Motivation

Objectives

  • Appreciate the importance of testing software

  • Understand various benefits of testing

Untested software can be compared to uncalibrated detectors

“Before relying on a new experimental device, an experimental scientist always establishes its accuracy. A new detector is calibrated when the scientist observes its responses to known input signals. The results of this calibration are compared against the expected response.”

Simulations and analysis using software should be held to the same standards as experimental measurement devices!

Further motivation for testing:


Testing in a nutshell

In software tests, expected results are compared with observed results in order to establish accuracy:

def fahrenheit_to_celsius(temp_f):
    """Converts temperature in Fahrenheit
    to Celsius.
    """
    temp_c = (temp_f - 32.0) * (5.0/9.0)
    return temp_c

# This is the test function: `assert` raises an error if something
# is wrong.
def test_fahrenheit_to_celsius():
    temp_c = fahrenheit_to_celsius(temp_f=100.0)
    expected_result = 37.777777
    assert abs(temp_c - expected_result) < 1.0e-6
    

Why are we not comparing directly all digits with the expected result?


Tests help preserving expected functionality

  • As projects grow, it becomes easier to break things without noticing immediately

  • Software defects can be caused by both human errors and non-controllable events (i.e. environmental conditions)

  • Testing helps detecting new errors early

  • Interpreted dynamically typed imperative languages often need to be tested

  • So do compiled languages but the compiler catches at least some errors

  • Testing is essential for research software because we care about reproducibility of scientific results and because derivative research and programs depend on research software

  • “Program testing can be used to show the presence of bugs, but never to show their absence!” (Edsger W. Dijkstra)
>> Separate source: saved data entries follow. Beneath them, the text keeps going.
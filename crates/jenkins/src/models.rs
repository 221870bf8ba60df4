use serde::{Deserialize, Serialize};
use serde_json::Value;

#[derive(Clone, Debug, PartialEq, Eq, Deserialize, Serialize)]
#[serde(rename_all = "camelCase")]
pub struct JenkinsUser {
    pub id: String,
    #[serde(default)]
    pub full_name: Option<String>,
}

#[derive(Clone, Debug, Default, PartialEq, Deserialize)]
pub struct JobInfo {
    #[serde(default)]
    pub property: Vec<JobProperty>,
}

impl JobInfo {
    pub fn parameter_definitions(&self) -> Vec<ParameterDefinition> {
        self.property
            .iter()
            .flat_map(|property| property.parameter_definitions.iter().cloned())
            .collect()
    }
}

#[derive(Clone, Debug, Default, PartialEq, Deserialize)]
#[serde(rename_all = "camelCase")]
pub struct JobProperty {
    #[serde(default)]
    pub parameter_definitions: Vec<ParameterDefinition>,
}

#[derive(Clone, Debug, PartialEq, Deserialize)]
#[serde(rename_all = "camelCase")]
pub struct ParameterDefinition {
    pub name: String,
    #[serde(rename = "type", default)]
    pub kind: Option<String>,
    #[serde(default)]
    pub description: Option<String>,
    #[serde(default)]
    pub default_parameter_value: Option<DefaultParameterValue>,
}

impl ParameterDefinition {
    /// Default value rendered as plain text, if Jenkins reported one.
    pub fn default_value(&self) -> Option<String> {
        let value = self.default_parameter_value.as_ref()?.value.as_ref()?;
        match value {
            Value::Null => None,
            Value::String(text) => Some(text.clone()),
            other => Some(other.to_string()),
        }
    }
}

#[derive(Clone, Debug, PartialEq, Deserialize)]
pub struct DefaultParameterValue {
    #[serde(default)]
    pub value: Option<Value>,
}

#[derive(Clone, Debug, PartialEq, Deserialize)]
#[serde(rename_all = "camelCase")]
pub struct BuildInfo {
    pub number: u64,
    pub url: String,
    #[serde(default)]
    pub building: bool,
    #[serde(default)]
    pub result: Option<String>,
    #[serde(default)]
    pub artifacts: Vec<Artifact>,
}

#[derive(Clone, Debug, PartialEq, Eq, Deserialize)]
#[serde(rename_all = "camelCase")]
pub struct Artifact {
    pub file_name: String,
    pub relative_path: String,
}

#[derive(Clone, Debug, PartialEq, Eq, Serialize)]
pub struct ArtifactLink {
    pub file_name: String,
    pub url: String,
}

#[derive(Clone, Debug, PartialEq, Eq, Deserialize)]
#[serde(rename_all = "camelCase")]
pub struct TestReport {
    #[serde(default)]
    pub fail_count: u64,
    #[serde(default)]
    pub pass_count: u64,
    #[serde(default)]
    pub skip_count: u64,
}

#[derive(Clone, Debug, PartialEq, Eq)]
pub struct TestResults {
    pub report: TestReport,
    pub url: String,
}

#[derive(Clone, Debug, Default, PartialEq, Eq, Deserialize)]
pub struct PluginList {
    #[serde(default)]
    pub plugins: Vec<PluginInfo>,
}

#[derive(Clone, Debug, PartialEq, Eq, Deserialize)]
#[serde(rename_all = "camelCase")]
pub struct PluginInfo {
    pub short_name: String,
    #[serde(default)]
    pub long_name: Option<String>,
    pub version: String,
    #[serde(default)]
    pub active: bool,
}

#[derive(Clone, Debug, PartialEq, Eq)]
pub struct QueuedBuild {
    /// `Location` header of the queue item, when Jenkins returned one.
    pub queue_url: Option<String>,
}

#[cfg(test)]
mod tests {
    use super::{BuildInfo, JobInfo, PluginList, TestReport};

    #[test]
    fn job_info_collects_parameter_definitions_across_properties() {
        let payload = r#"{
            "_class": "hudson.model.FreeStyleProject",
            "property": [
                {"_class": "jenkins.model.BuildDiscarderProperty"},
                {
                    "_class": "hudson.model.ParametersDefinitionProperty",
                    "parameterDefinitions": [
                        {"name": "BRANCH", "type": "StringParameterDefinition",
                         "defaultParameterValue": {"value": "main"}},
                        {"name": "DRY_RUN", "type": "BooleanParameterDefinition",
                         "defaultParameterValue": {"value": false}},
                        {"name": "TOKEN", "type": "PasswordParameterDefinition"}
                    ]
                }
            ]
        }"#;

        let info: JobInfo = serde_json::from_str(payload).expect("decode job info");
        let definitions = info.parameter_definitions();

        assert_eq!(definitions.len(), 3);
        assert_eq!(definitions[0].name, "BRANCH");
        assert_eq!(definitions[0].default_value().as_deref(), Some("main"));
        assert_eq!(definitions[1].default_value().as_deref(), Some("false"));
        assert_eq!(definitions[2].default_value(), None);
    }

    #[test]
    fn job_without_properties_has_no_parameters() {
        let info: JobInfo = serde_json::from_str("{}").expect("decode job info");
        assert!(info.parameter_definitions().is_empty());
    }

    #[test]
    fn build_info_decodes_artifacts() {
        let payload = r#"{
            "number": 42,
            "url": "https://ci.example/job/app/42/",
            "building": false,
            "result": "SUCCESS",
            "artifacts": [
                {"displayPath": "app.tar.gz", "fileName": "app.tar.gz", "relativePath": "dist/app.tar.gz"}
            ]
        }"#;

        let build: BuildInfo = serde_json::from_str(payload).expect("decode build");
        assert_eq!(build.number, 42);
        assert_eq!(build.result.as_deref(), Some("SUCCESS"));
        assert_eq!(build.artifacts[0].relative_path, "dist/app.tar.gz");
    }

    #[test]
    fn test_report_and_plugins_decode() {
        let report: TestReport =
            serde_json::from_str(r#"{"failCount": 2, "passCount": 40, "skipCount": 1, "suites": []}"#)
                .expect("decode report");
        assert_eq!(report, TestReport { fail_count: 2, pass_count: 40, skip_count: 1 });

        let plugins: PluginList = serde_json::from_str(
            r#"{"plugins": [{"shortName": "git", "longName": "Git plugin", "version": "5.2.1", "active": true}]}"#,
        )
        .expect("decode plugins");
        assert_eq!(plugins.plugins[0].short_name, "git");
        assert!(plugins.plugins[0].active);
    }
}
Tests help users of your code

  • Make it easier for others to verify whether the code has been correctly installed

  • Provide basis to judge the quality of the code

  • Users of your code publish papers based on results produced by your code

  • Your peers need to be able to reproduce your (to be) published computational results


Tests help other developers

  • Tests make it easier to refactor the code (rewrite code while keeping functionality)
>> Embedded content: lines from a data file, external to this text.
use std::sync::Arc;
use std::time::Duration;

use chatci_chat::commands::CommandRouter;
use chatci_core::config::{AppConfig, ConfigError};
use chatci_core::{CredentialStore, InMemoryCredentialStore};
use chatci_jenkins::{JenkinsClient, JenkinsError};
use thiserror::Error;
use tracing::info;

use crate::service::JenkinsBridge;

pub struct Application {
    pub config: AppConfig,
    pub jenkins: JenkinsClient,
    pub command_router: Arc<CommandRouter<JenkinsBridge>>,
}

#[derive(Debug, Error)]
pub enum BootstrapError {
    #[error(transparent)]
    Config(#[from] ConfigError),
    #[error("jenkins client setup failed: {0}")]
    Jenkins(#[from] JenkinsError),
}

pub fn bootstrap_with_config(config: AppConfig) -> Result<Application, BootstrapError> {
    info!(
        event_name = "system.bootstrap.start",
        correlation_id = "bootstrap",
        "starting application bootstrap"
    );

    let jenkins = JenkinsClient::new(
        &config.jenkins.base_url,
        Duration::from_secs(config.jenkins.timeout_secs),
    )?;
    info!(
        event_name = "system.bootstrap.jenkins_client_ready",
        correlation_id = "bootstrap",
        jenkins_base_url = %jenkins.base_url(),
        timeout_secs = config.jenkins.timeout_secs,
        "jenkins client configured"
    );

    let credentials: Arc<dyn CredentialStore> = Arc::new(InMemoryCredentialStore::default());
    let bridge = JenkinsBridge::new(credentials, Arc::new(jenkins.clone()));

    Ok(Application {
        config,
        jenkins,
        command_router: Arc::new(CommandRouter::new(bridge)),
    })
}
  • Code can become unsustainable without runnable tests and becomes legacy software (i.e. software outdated and not usable anymore)

  • Documentation which is up to date by definition

  • Easier for external developers to contribute to the project without breaking your code (you may immediately see problems in your code but others may not)

    • You are confident accepting contributions

    • You can confidently improve your code

Old-fashioned diving suit

Suiting up to modify untested code.


Tests help managing complexity

Good code: pure and easy to test

“Pure”: no side effects. We already know how to test this code (see above):

def fahrenheit_to_celsius(temp_f):
    temp_c = (temp_f - 32.0) * (5.0/9.0)
    return temp_c

temp_c = fahrenheit_to_celsius(temp_f=100.0)
print(temp_c)

Less good code: has side effects and is difficult to test

How would you test this code:

f_to_c_offset = 32.0
f_to_c_factor = 0.555555555
temp_c = 0.0

def fahrenheit_to_celsius_bad(temp_f):
    global temp_c
    temp_c = (temp_f - f_to_c_offset) * f_to_c_factor

fahrenheit_to_celsius_bad(temp_f=100.0)
print(temp_c)

Tests guide towards modular code structure

  • Well structured code (modular code) is easy to test

  • “Badly” structured code is difficult to test automatically

  • If you make it easier to test, it becomes more modular

  • To make code more modular, maybe start by thinking about how to make it testable if you need inspiration?


Discussion: When is it OK not to add tests?

It is always a balance: there is no “always”/”never”.

  • Jupyter or R Markdown notebook which produces a plot and you know by looking at the plot whether it worked?

  • A short, “obviously correct” Python or R script which you never intend to reuse?

  • A simple short, “obviously correct” shell script?

  • Can you give other examples?